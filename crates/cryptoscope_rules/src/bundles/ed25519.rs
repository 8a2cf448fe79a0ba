//! `crypto/ed25519` signatures.

use crate::rule;
use crate::{ContextKind, ParamDef, RuleDef, ValueDef, declare_bundle};

const TARGETS: &[&str] = &["crypto/ed25519"];
const ED25519: &[(&str, &str)] = &[("kind", "Ed25519")];

static GENERATE_KEY: RuleDef = rule! {
    id: "ed25519/generate-key",
    targets: TARGETS,
    methods: &["GenerateKey", "NewKeyFromSeed"],
    value: ValueDef::Constant("Ed25519"),
    parameters: &[ParamDef::plain("*")],
    context: ContextKind::Signature,
    metadata: ED25519,
};

static SIGN: RuleDef = rule! {
    id: "ed25519/sign",
    targets: TARGETS,
    methods: &["Sign"],
    value: ValueDef::Constant("Ed25519"),
    parameters: &[ParamDef::plain("ed25519.PrivateKey"), ParamDef::plain("[]byte")],
    context: ContextKind::Signature,
    metadata: ED25519,
};

static VERIFY: RuleDef = rule! {
    id: "ed25519/verify",
    targets: TARGETS,
    methods: &["Verify"],
    value: ValueDef::Constant("Ed25519"),
    parameters: &[
        ParamDef::plain("ed25519.PublicKey"),
        ParamDef::plain("[]byte"),
        ParamDef::plain("[]byte"),
    ],
    context: ContextKind::Signature,
    metadata: ED25519,
};

declare_bundle!(
    Ed25519Bundle,
    id: "ed25519",
    name: "crypto/ed25519",
    rules: [&GENERATE_KEY, &SIGN, &VERIFY],
);
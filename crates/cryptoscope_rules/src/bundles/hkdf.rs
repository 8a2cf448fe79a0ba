//! HKDF from `crypto/hkdf` and `golang.org/x/crypto/hkdf`.

use super::hash::CONSTRUCTORS;
use crate::rule;
use crate::{ContextKind, ParamDef, RuleDef, SizeUnit, ValueDef, ValueKind, declare_bundle};

const TARGETS: &[&str] = &["crypto/hkdf", "golang.org/x/crypto/hkdf"];

// hkdf.New(hash func() hash.Hash, secret, salt, info []byte) io.Reader
static NEW: RuleDef = rule! {
    id: "hkdf/new",
    targets: TARGETS,
    methods: &["New"],
    value: ValueDef::Constant("HKDF"),
    parameters: &[
        ParamDef::depends("func() hash.Hash", CONSTRUCTORS),
        ParamDef::plain("[]byte"),
        ParamDef::detect("[]byte", ValueKind::SaltSize(SizeUnit::Byte)),
        ParamDef::plain("*"),
    ],
    context: ContextKind::Kdf,
};

// hkdf.Key(h func() H, secret []byte, salt []byte, info string, keyLength int) ([]byte, error)
static KEY: RuleDef = rule! {
    id: "hkdf/key",
    targets: TARGETS,
    methods: &["Key"],
    value: ValueDef::Constant("HKDF"),
    parameters: &[
        ParamDef::depends("*", CONSTRUCTORS),
        ParamDef::plain("[]byte"),
        ParamDef::detect("[]byte", ValueKind::SaltSize(SizeUnit::Byte)),
        ParamDef::plain("string"),
        ParamDef::detect("int", ValueKind::KeySize(SizeUnit::Byte)),
    ],
    context: ContextKind::Kdf,
};

declare_bundle!(
    HkdfBundle,
    id: "hkdf",
    name: "crypto/hkdf",
    rules: [&NEW, &KEY],
);
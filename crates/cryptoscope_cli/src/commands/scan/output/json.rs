//! JSON output formatter for scan findings.

use std::io::Write;

use cryptoscope_core::prelude::*;
use serde::Serialize;

#[derive(Serialize)]
struct JsonFinding<'a> {
    id: &'a str,
    path: String,
    line: u32,
    column: u32,
    rule_id: &'a str,
    bundle: &'a str,
    kind: AssetKind,
    value: &'a str,
    message: String,
    asset: &'a Asset,
}

fn to_json_finding(f: &Finding) -> JsonFinding<'_> {
    JsonFinding {
        id: f.id.as_str(),
        path: f.path.display().to_string(),
        line: f.line(),
        column: f.column(),
        rule_id: &f.rule_id,
        bundle: &f.bundle,
        kind: f.kind(),
        value: &f.asset.value,
        message: f.message(),
        asset: &f.asset,
    }
}

/// Serialises scan findings as a pretty-printed JSON array to the given writer.
pub fn write(findings: &[Finding], writer: &mut dyn Write) -> anyhow::Result<()> {
    let json_findings: Vec<JsonFinding<'_>> = findings.iter().map(to_json_finding).collect();
    serde_json::to_writer_pretty(&mut *writer, &json_findings)?;
    writeln!(writer)?;
    Ok(())
}

#[cfg(test)]
mod tests {
    use std::path::Path;
    use std::sync::Arc;

    use super::*;

    fn finding() -> Finding {
        let span = Span::new(6, 5, 60, 78);
        Finding {
            id: FindingId::new("aes/new-cipher", Path::new("main.go"), "aes.NewCipher(key)"),
            path: Path::new("main.go").into(),
            span,
            rule_id: Arc::from("aes/new-cipher"),
            bundle: Arc::from("aes"),
            asset: Asset {
                kind: AssetKind::BlockCipher,
                value: "AES".to_string(),
                span,
                children: vec![Asset {
                    kind: AssetKind::KeyLength,
                    value: "256".to_string(),
                    span: Span::new(5, 12, 40, 56),
                    children: Vec::new(),
                }],
            },
        }
    }

    #[test]
    fn writes_flat_fields_and_nested_asset() {
        let mut out = Vec::new();
        write(&[finding()], &mut out).unwrap();

        let parsed: serde_json::Value = serde_json::from_slice(&out).unwrap();
        let entry = &parsed[0];
        assert_eq!(entry["path"], "main.go");
        assert_eq!(entry["line"], 6);
        assert_eq!(entry["column"], 5);
        assert_eq!(entry["rule_id"], "aes/new-cipher");
        assert_eq!(entry["bundle"], "aes");
        assert_eq!(entry["kind"], "block-cipher");
        assert_eq!(entry["value"], "AES");
        assert_eq!(entry["message"], "(BlockCipher) AES");
        assert_eq!(entry["id"].as_str().unwrap().len(), 12);
        assert_eq!(entry["asset"]["children"][0]["kind"], "key-length");
        assert_eq!(entry["asset"]["children"][0]["value"], "256");
        assert!(entry["asset"]["children"][0].get("children").is_none());
    }

    #[test]
    fn empty_findings_are_an_empty_array() {
        let mut out = Vec::new();
        write(&[], &mut out).unwrap();
        assert_eq!(String::from_utf8(out).unwrap(), "[]\n");
    }
}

◆ **What the task requires**
Set down the listing above in full, please, exactly as it appears.

◆ **Answer**
filename crates/cryptoscope_rules/src/bundles/ed25519.rs
repository 8a2cf448fe79a0ba
//! `crypto/ed25519` signatures.

use crate::rule;
use crate::{ContextKind, ParamDef, RuleDef, ValueDef, declare_bundle};

const TARGETS: &[&str] = &["crypto/ed25519"];
const ED25519: &[(&str, &str)] = &[("kind", "Ed25519")];

static GENERATE_KEY: RuleDef = rule! {
    id: "ed25519/generate-key",
    targets: TARGETS,
    methods: &["GenerateKey", "NewKeyFromSeed"],
    value: ValueDef::Constant("Ed25519"),
    parameters: &[ParamDef::plain("*")],
    context: ContextKind::Signature,
    metadata: ED25519,
};

static SIGN: RuleDef = rule! {
    id: "ed25519/sign",
    targets: TARGETS,
    methods: &["Sign"],
    value: ValueDef::Constant("Ed25519"),
    parameters: &[ParamDef::plain("ed25519.PrivateKey"), ParamDef::plain("[]byte")],
    context: ContextKind::Signature,
    metadata: ED25519,
};

static VERIFY: RuleDef = rule! {
    id: "ed25519/verify",
    targets: TARGETS,
    methods: &["Verify"],
    value: ValueDef::Constant("Ed25519"),
    parameters: &[
        ParamDef::plain("ed25519.PublicKey"),
        ParamDef::plain("[]byte"),
        ParamDef::plain("[]byte"),
    ],
    context: ContextKind::Signature,
    metadata: ED25519,
};

declare_bundle!(
    Ed25519Bundle,
    id: "ed25519",
    name: "crypto/ed25519",
    rules: [&GENERATE_KEY, &SIGN, &VERIFY],
);
filename crates/cryptoscope_rules/src/bundles/hkdf.rs
repository 8a2cf448fe79a0ba
//! HKDF from `crypto/hkdf` and `golang.org/x/crypto/hkdf`.

use super::hash::CONSTRUCTORS;
use crate::rule;
use crate::{ContextKind, ParamDef, RuleDef, SizeUnit, ValueDef, ValueKind, declare_bundle};

const TARGETS: &[&str] = &["crypto/hkdf", "golang.org/x/crypto/hkdf"];

// hkdf.New(hash func() hash.Hash, secret, salt, info []byte) io.Reader
static NEW: RuleDef = rule! {
    id: "hkdf/new",
    targets: TARGETS,
    methods: &["New"],
    value: ValueDef::Constant("HKDF"),
    parameters: &[
        ParamDef::depends("func() hash.Hash", CONSTRUCTORS),
        ParamDef::plain("[]byte"),
        ParamDef::detect("[]byte", ValueKind::SaltSize(SizeUnit::Byte)),
        ParamDef::plain("*"),
    ],
    context: ContextKind::Kdf,
};

// hkdf.Key(h func() H, secret []byte, salt []byte, info string, keyLength int) ([]byte, error)
static KEY: RuleDef = rule! {
    id: "hkdf/key",
    targets: TARGETS,
    methods: &["Key"],
    value: ValueDef::Constant("HKDF"),
    parameters: &[
        ParamDef::depends("*", CONSTRUCTORS),
        ParamDef::plain("[]byte"),
        ParamDef::detect("[]byte", ValueKind::SaltSize(SizeUnit::Byte)),
        ParamDef::plain("string"),
        ParamDef::detect("int", ValueKind::KeySize(SizeUnit::Byte)),
    ],
    context: ContextKind::Kdf,
};

declare_bundle!(
    HkdfBundle,
    id: "hkdf",
    name: "crypto/hkdf",
    rules: [&NEW, &KEY],
);
filename crates/cryptoscope_cli/src/commands/scan/output/json.rs
//! JSON output formatter for scan findings.

use std::io::Write;

use cryptoscope_core::prelude::*;
use serde::Serialize;

#[derive(Serialize)]
struct JsonFinding<'a> {
    id: &'a str,
    path: String,
    line: u32,
    column: u32,
    rule_id: &'a str,
    bundle: &'a str,
    kind: AssetKind,
    value: &'a str,
    message: String,
    asset: &'a Asset,
}

fn to_json_finding(f: &Finding) -> JsonFinding<'_> {
    JsonFinding {
        id: f.id.as_str(),
        path: f.path.display().to_string(),
        line: f.line(),
        column: f.column(),
        rule_id: &f.rule_id,
        bundle: &f.bundle,
        kind: f.kind(),
        value: &f.asset.value,
        message: f.message(),
        asset: &f.asset,
    }
}

/// Serialises scan findings as a pretty-printed JSON array to the given writer.
pub fn write(findings: &[Finding], writer: &mut dyn Write) -> anyhow::Result<()> {
    let json_findings: Vec<JsonFinding<'_>> = findings.iter().map(to_json_finding).collect();
    serde_json::to_writer_pretty(&mut *writer, &json_findings)?;
    writeln!(writer)?;
    Ok(())
}

#[cfg(test)]
mod tests {
    use std::path::Path;
    use std::sync::Arc;

    use super::*;

    fn finding() -> Finding {
        let span = Span::new(6, 5, 60, 78);
        Finding {
            id: FindingId::new("aes/new-cipher", Path::new("main.go"), "aes.NewCipher(key)"),
            path: Path::new("main.go").into(),
            span,
            rule_id: Arc::from("aes/new-cipher"),
            bundle: Arc::from("aes"),
            asset: Asset {
                kind: AssetKind::BlockCipher,
                value: "AES".to_string(),
                span,
                children: vec![Asset {
                    kind: AssetKind::KeyLength,
                    value: "256".to_string(),
                    span: Span::new(5, 12, 40, 56),
                    children: Vec::new(),
                }],
            },
        }
    }

    #[test]
    fn writes_flat_fields_and_nested_asset() {
        let mut out = Vec::new();
        write(&[finding()], &mut out).unwrap();

        let parsed: serde_json::Value = serde_json::from_slice(&out).unwrap();
        let entry = &parsed[0];
        assert_eq!(entry["path"], "main.go");
        assert_eq!(entry["line"], 6);
        assert_eq!(entry["column"], 5);
        assert_eq!(entry["rule_id"], "aes/new-cipher");
        assert_eq!(entry["bundle"], "aes");
        assert_eq!(entry["kind"], "block-cipher");
        assert_eq!(entry["value"], "AES");
        assert_eq!(entry["message"], "(BlockCipher) AES");
        assert_eq!(entry["id"].as_str().unwrap().len(), 12);
        assert_eq!(entry["asset"]["children"][0]["kind"], "key-length");
        assert_eq!(entry["asset"]["children"][0]["value"], "256");
        assert!(entry["asset"]["children"][0].get("children").is_none());
    }

    #[test]
    fn empty_findings_are_an_empty_array() {
        let mut out = Vec::new();
        write(&[], &mut out).unwrap();
        assert_eq!(String::from_utf8(out).unwrap(), "[]\n");
    }
}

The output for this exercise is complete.